Building a Digital Preservation Strategy

IRMS ARAI Event 19 November 2015

Last week I was in Dublin where I gave a presentation for the IRMS Ireland Group at their joint meeting with ARA Ireland. It was great for me personally to address a roomful of fellow Archivists and Records Managers, and learn more about how they’re dealing with digital concerns in Ireland. I heard a lot of success stories and met some great people.

Sarah Hayes, the Chair of IRMS Ireland, heard me speak earlier this year at the Celtic Manor Hotel (the IRMS Conference) and invited me to talk at her event. Matter of fact I got a similar invite from IRMS Wales this year, but Sarah wanted new content from me, specifically on the subject of Building a Digital Preservation Strategy.

How to develop a digital preservation strategy

My talk on developing a digital preservation strategy made the following points:

  • Start small, and grow the service
  • You already have knowledge of your collections and users – so build on that
  • Ask yourself why you are doing digital preservation, and who will benefit
  • Build use cases
  • Determine your own organisational capacity for the task
  • Increase your metadata power
  • Determine your digital preservation strategy (or strategies) in advance of talking to IT, or a vendor

I also presented some imaginary scenarios that would address digital preservation needs incrementally and meet requirements for different audiences:

  • Bit-level preservation (access deferred)
  • Emphasis on access and users
  • Emphasis on archival care of digital objects
  • Emphasis on legal compliance
  • Emphasis on income generation

Event Highlights

In fact the whole day was themed on Digital Preservation issues. John McDonough, the Director of the National Archives of Ireland, gave encouraging reports of how they are managing electronics records by “striding up the slope of enlightenment”. There’s an expectation that public services in Ireland must be “digital by default”, with an emphasis on continual online access to archival content in digital form. John is clear that archives in Ireland “underpin citizen’s rights” and are crucial to the “development of Nation and statehood”, which fits the picture I have of Dublin’s culture – it’s a city with a very clear sense of its own identity, and history.

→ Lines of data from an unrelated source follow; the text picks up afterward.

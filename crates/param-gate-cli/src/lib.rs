// crates/param-gate-cli/src/lib.rs
// ============================================================================
// Module: Param Gate CLI Library
// Description: Shared helpers for the Param Gate command-line interface.
// Purpose: Provide reusable components (i18n, authoring, audit) for the binary.
// Dependencies: param-gate-core, param-gate-config, serde
// ============================================================================

//! ## Overview
//! This library houses the CLI building blocks: the message catalog behind
//! the [`t!`](crate::t) macro, authoring-format loading for schemas and value
//! trees, and the JSON-line audit sinks. The binary entry point (`src/main.rs`) imports
//! these helpers so all user-facing output stays consistent.
//!
//! Security posture: CLI inputs are untrusted and are size-bounded and
//! validated before they reach the core.

// ============================================================================
// SECTION: Modules
// ============================================================================

/// Structured audit events and sinks.
pub mod audit;
/// Authoring-format detection and parsing.
pub mod authoring;
/// Internationalization helpers and message catalog.
pub mod i18n;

In terms of change management and advocacy for working digitally, Joanne Rothwell has single-handedly transformed the records management of Waterford City and County Council, using SharePoint. Her resourceful use of an alphanumeric File Index allows machine-readable links between paper records and born-digital content, thus preserving continuity of materials. She also uses SharePoint’s site-creation facility to build a virtual space for holding “non-current” records, which replicate existing file structures. It’s splendid to see sound records management practice carry across into the digital realm so successfully.

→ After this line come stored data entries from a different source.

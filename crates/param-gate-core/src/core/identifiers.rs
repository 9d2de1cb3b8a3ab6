// crates/param-gate-core/src/core/identifiers.rs
// ============================================================================
// Module: Param Gate Identifiers
// Description: Field names and node addresses for parameter schemas.
// Purpose: Provide strongly typed, serializable identifiers with stable wire forms.
// Dependencies: serde
// ============================================================================

//! ## Overview
//! A [`FieldName`] names one parameter among its siblings. A [`FieldPath`] is
//! the address of a node in the schema tree: field names, array items
//! (`[]`), and union variants (`@<index>`). Addresses are unique per node even
//! when two union variants declare fields of the same name, while the value
//! path (variants removed) is the location in the value tree.

// ============================================================================
// SECTION: Imports
// ============================================================================

use std::fmt;

use serde::Deserialize;
use serde::Serialize;
use serde::Serializer;

// ============================================================================
// SECTION: Field Names
// ============================================================================

/// Returns true when `value` matches the identifier pattern `[A-Za-z0-9_]+`.
#[must_use]
pub fn is_valid_identifier(value: &str) -> bool {
    !value.is_empty() && value.chars().all(|ch| ch.is_ascii_alphanumeric() || ch == '_')
}

/// Name of a parameter, unique among its siblings.
///
/// # Invariants
/// - Opaque UTF-8 string; the identifier pattern is enforced by schema
///   validation, not by construction, so invalid names can be reported.
#[derive(Debug, Clone, PartialEq, Eq, Hash, PartialOrd, Ord, Serialize, Deserialize)]
#[serde(transparent)]
pub struct FieldName(String);

impl FieldName {
    /// Creates a new field name.
    #[must_use]
    pub fn new(name: impl Into<String>) -> Self {
        Self(name.into())
    }

    /// Returns the name as a string slice.
    #[must_use]
    pub fn as_str(&self) -> &str {
        &self.0
    }

    /// Returns true when the name matches the identifier pattern.
    #[must_use]
    pub fn is_valid(&self) -> bool {
        is_valid_identifier(&self.0)
    }
}

impl fmt::Display for FieldName {
    fn fmt(&self, f: &mut fmt::Formatter<'_>) -> fmt::Result {
        f.write_str(&self.0)
    }
}

impl From<&str> for FieldName {
    fn from(value: &str) -> Self {
        Self::new(value)
    }
}

// ============================================================================
// SECTION: Node Addresses
// ============================================================================

/// One step in a node address.
#[derive(Debug, Clone, PartialEq, Eq, Hash, PartialOrd, Ord)]
pub enum PathSegment {
    /// Named child of an object or union variant.
    Field(String),
    /// Element schema of an array.
    Items,
    /// Variant of a discriminated union, by declaration index.
    Variant(usize),
}

/// Address of a node in the schema tree.
///
/// # Invariants
/// - The empty address is the schema root.
/// - A `Variant` segment is always followed by a `Field` segment in
///   addresses produced by schema traversal.
#[derive(Debug, Clone, Default, PartialEq, Eq, Hash, PartialOrd, Ord)]
pub struct FieldPath(Vec<PathSegment>);

impl FieldPath {
    /// Returns the root address.
    #[must_use]
    pub const fn root() -> Self {
        Self(Vec::new())
    }

    /// Returns true for the root address.
    #[must_use]
    pub fn is_root(&self) -> bool {
        self.0.is_empty()
    }

    /// Returns the segments of this address.
    #[must_use]
    pub fn segments(&self) -> &[PathSegment] {
        &self.0
    }

    /// Returns the address of a named child.
    #[must_use]
    pub fn child(&self, name: &str) -> Self {
        self.with(PathSegment::Field(name.to_string()))
    }

    /// Returns the address of this array's element schema.
    #[must_use]
    pub fn items(&self) -> Self {
        self.with(PathSegment::Items)
    }

    /// Returns the address of a union variant.
    #[must_use]
    pub fn variant(&self, index: usize) -> Self {
        self.with(PathSegment::Variant(index))
    }

    /// Returns the address of the owning node, skipping variant segments.
    ///
    /// The parent of `output@1.schema` is `output`; the root has no parent.
    #[must_use]
    pub fn parent(&self) -> Option<Self> {
        let mut segments = self.0.clone();
        segments.pop()?;
        if matches!(segments.last(), Some(PathSegment::Variant(_))) {
            segments.pop();
        }
        Some(Self(segments))
    }

    /// Returns the value-tree segments for this address.
    ///
    /// Variant segments are dropped. Returns `None` beneath array items,
    /// which the value resolver cannot address.
    #[must_use]
    pub fn value_segments(&self) -> Option<Vec<String>> {
        let mut out = Vec::with_capacity(self.0.len());
        for segment in &self.0 {
            match segment {
                PathSegment::Field(name) => out.push(name.clone()),
                PathSegment::Variant(_) => {}
                PathSegment::Items => return None,
            }
        }
        Some(out)
    }

    /// Returns the dotted value path for this address (see [`Self::value_segments`]).
    #[must_use]
    pub fn value_path(&self) -> Option<String> {
        self.value_segments().map(|segments| segments.join("."))
    }

    /// Parses the rendered form of an address (`output@1.schema`, `tags[]`).
    #[must_use]
    pub fn parse(text: &str) -> Option<Self> {
        let mut segments = Vec::new();
        if text.is_empty() {
            return Some(Self(segments));
        }
        for (index, token) in text.split('.').enumerate() {
            let name_end = token.find(['[', '@']).unwrap_or(token.len());
            let (name, mut rest) = token.split_at(name_end);
            if name.is_empty() {
                if index > 0 {
                    return None;
                }
            } else if is_valid_identifier(name) {
                segments.push(PathSegment::Field(name.to_string()));
            } else {
                return None;
            }
            while !rest.is_empty() {
                if let Some(after) = rest.strip_prefix("[]") {
                    segments.push(PathSegment::Items);
                    rest = after;
                } else if let Some(after) = rest.strip_prefix('@') {
                    let digits = after.find(|ch: char| !ch.is_ascii_digit()).unwrap_or(after.len());
                    let variant = after[.. digits].parse().ok()?;
                    segments.push(PathSegment::Variant(variant));
                    rest = &after[digits ..];
                } else {
                    return None;
                }
            }
        }
        Some(Self(segments))
    }

    /// Returns a new address with one more segment.
    fn with(&self, segment: PathSegment) -> Self {
        let mut segments = Vec::with_capacity(self.0.len() + 1);
        segments.extend(self.0.iter().cloned());
        segments.push(segment);
        Self(segments)
    }
}

impl fmt::Display for FieldPath {
    fn fmt(&self, f: &mut fmt::Formatter<'_>) -> fmt::Result {
        for (index, segment) in self.0.iter().enumerate() {
            match segment {
                PathSegment::Field(name) => {
                    if index > 0 {
                        f.write_str(".")?;
                    }
                    f.write_str(name)?;
                }
                PathSegment::Items => f.write_str("[]")?,
                PathSegment::Variant(variant) => write!(f, "@{variant}")?,
            }
        }
        Ok(())
    }
}

impl Serialize for FieldPath {
    fn serialize<S: Serializer>(&self, serializer: S) -> Result<S::Ok, S::Error> {
        serializer.collect_str(self)
    }
}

DPTP alumnus from the class of November 2011, Hugh Campbell of the Public Record Office of Northern Ireland, has developed a robust and effective workflow for the transfer, characterisation and preservation of digital content. It’s not only a model of good practice, but he’s done it all in-house with his own team, using open source tools and developer skills.

During the breaks I managed to mingle and met many other professionals in Ireland who have responded well to digital challenges. I was especially impressed by Liz Robinson, the Records Officer for the Health and Safety Authority in Ireland. We agreed that any system implementation should only proceed after a thorough planning period, where the organisation establishes its own workflows and procedures, and does proper requirements gathering. This ought to be a firm foundation in advance of purchasing and implementing a system. Sadly, we’ve both seen projects where the system drove the practice, rather than the other way around.

Plan, plan and plan again before you speak to a vendor; this was the underlying message to my ‘How to develop a digital preservation strategy’ talk, so it was nice to be singled out in one Tweet as a “particular highlight” of the day.